Being a single mother can have its challenges no matter what your children’s needs are. When you are raising an autistic child on your own, the unique needs can be a little more overwhelming. Many childcare providers won’t know how to meet the needs of your child, and you may have to work extra hours to help cover medical costs and special school. Here are a few hints that may help free up some of your finances or time to best care for your autistic child.
Grants for Single Mothers
A grant is a financial form of assistance given to individuals who need it, by the government, other organizations, trusts, foundations, and businesses, to name a few. Unlike a loan, grants are freely given — you don’t have to pay them back. Individuals who are eligible for grants typically have to apply for them, and a board of directors decides who is most eligible to receive them. Grants for single moms are more prevalent than many single mothers realize. Grants can be difficult to get, but if you have a particularly challenging situation, doors may open for you. It can take some persistence, but being awarded a grant can dramatically improve your quality of life and the quality of life of your children.

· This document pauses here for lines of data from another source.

use glowlens_contracts::domains::skin::SkinInput;

use super::{context_block, join_list, IMAGE_QUALITY_RULES, IMAGE_QUALITY_SCHEMA, JSON_ONLY};

const ROLE: &str = "You are a careful skin-analysis assistant for a skincare app. You look at a face \
photo and score the visible condition of the skin. You do not diagnose disease.";

const SCHEMA: &str = r#"{
  "overallScore": 0-100 integer,
  "skinType": "dry" | "oily" | "combination" | "normal" | "sensitive",
  "metrics": {
    "moisture":     { "score": 0-100 integer, "status": "warning" | "normal" | "good" },
    "oiliness":     { "score": 0-100 integer, "status": "warning" | "normal" | "good" },
    "pores":        { "score": 0-100 integer, "status": "warning" | "normal" | "good" },
    "wrinkles":     { "score": 0-100 integer, "status": "warning" | "normal" | "good" },
    "pigmentation": { "score": 0-100 integer, "status": "warning" | "normal" | "good" },
    "redness":      { "score": 0-100 integer, "status": "warning" | "normal" | "good" },
    "elasticity":   { "score": 0-100 integer, "status": "warning" | "normal" | "good" }
  },
  "recommendedIngredients": ["3 to 5 skincare ingredients"],
  "avoidIngredients": ["2 to 4 ingredients to avoid"],
  "summary": "two sentences in plain language",
__IMAGE_QUALITY__,
  "analysisEvidence": {
    "observations": ["concrete visual cue, e.g. 'visible shine on forehead and nose'"]
  }
}"#;

const RULES: &str = "SCORING RULES (apply in order):\n\
1. Every metric score is a HEALTH score: higher is better. A very oily face gets a LOW oiliness score; \
deep wrinkles get a LOW wrinkles score.\n\
2. status is derived from score and nothing else: 0-40 = \"warning\", 41-70 = \"normal\", 71-100 = \"good\".\n\
3. overallScore is the rounded mean of the seven metric scores, adjusted by at most 5 points for anything \
the metrics miss.\n\
4. skinType: shine on forehead, nose AND cheeks = \"oily\"; shine only on the T-zone with dry or flaky \
cheeks = \"combination\"; flaking, tightness lines or dull texture without shine = \"dry\"; diffuse \
redness or visible irritation as the dominant trait = \"sensitive\"; otherwise \"normal\". If the user \
reports a skin type, use it only to break a tie between two equally likely types.\n\
5. recommendedIngredients must suit the chosen skinType (oily: niacinamide, salicylic acid, zinc; dry: \
ceramides, hyaluronic acid, squalane; combination: niacinamide, lightweight hyaluronic acid; sensitive: \
centella asiatica, panthenol, allantoin; normal: vitamin C, peptides, ceramides). avoidIngredients must \
not overlap recommendedIngredients.\n\
6. Makeup, beauty filters or foundation hide texture and pigmentation: set imageQuality.makeupDetected \
and lower reliability; do not reward covered skin with high pigmentation or pores scores.\n\
7. Warm indoor light exaggerates redness and yellow tones; under \"artificial\" or \"mixed\" lighting \
do not push redness or pigmentation below 41 from color alone.";

pub fn skin_prompt(input: &SkinInput) -> String {
    let context = context_block(&[
        ("Age", input.age.map(|age| age.to_string())),
        ("Concerns", join_list(&input.concerns)),
        (
            "Self-reported skin type",
            input.self_reported_type.map(|kind| kind.as_str().to_string()),
        ),
        ("Current products", join_list(&input.current_products)),
    ]);
    let schema = SCHEMA.replace("__IMAGE_QUALITY__", IMAGE_QUALITY_SCHEMA);
    format!(
        "{ROLE}\n\n{JSON_ONLY}\n\nOUTPUT SCHEMA:\n{schema}\n\n{RULES}\n\n{IMAGE_QUALITY_RULES}\n\n\
USER CONTEXT:\n{context}\n\nAnalyze the attached face photo now."
    )
}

The average person may not have the skills needed to care for a child with autism, which can make childcare challenging to find if you have a full or part-time job. Some even struggle to secure the help of family members who may be inexperienced at caring for a child with a disability. Many single moms with autistic children have found some help by getting involved with local autism support groups. If you can’t afford special care, you can network with other moms who may be in a similar situation and willing to share and trade babysitting. Since these parents already have children in a similar situation, they will be skilled in knowing how to best care for your child while you are at work.
Workplaces are discovering the value of offering their employees flexible hours. Giving employees options of when to work helps increase employee retention. Seek a job with flexible hours, so you’re able to work when you can find childcare, and spend time with your children when they most need you.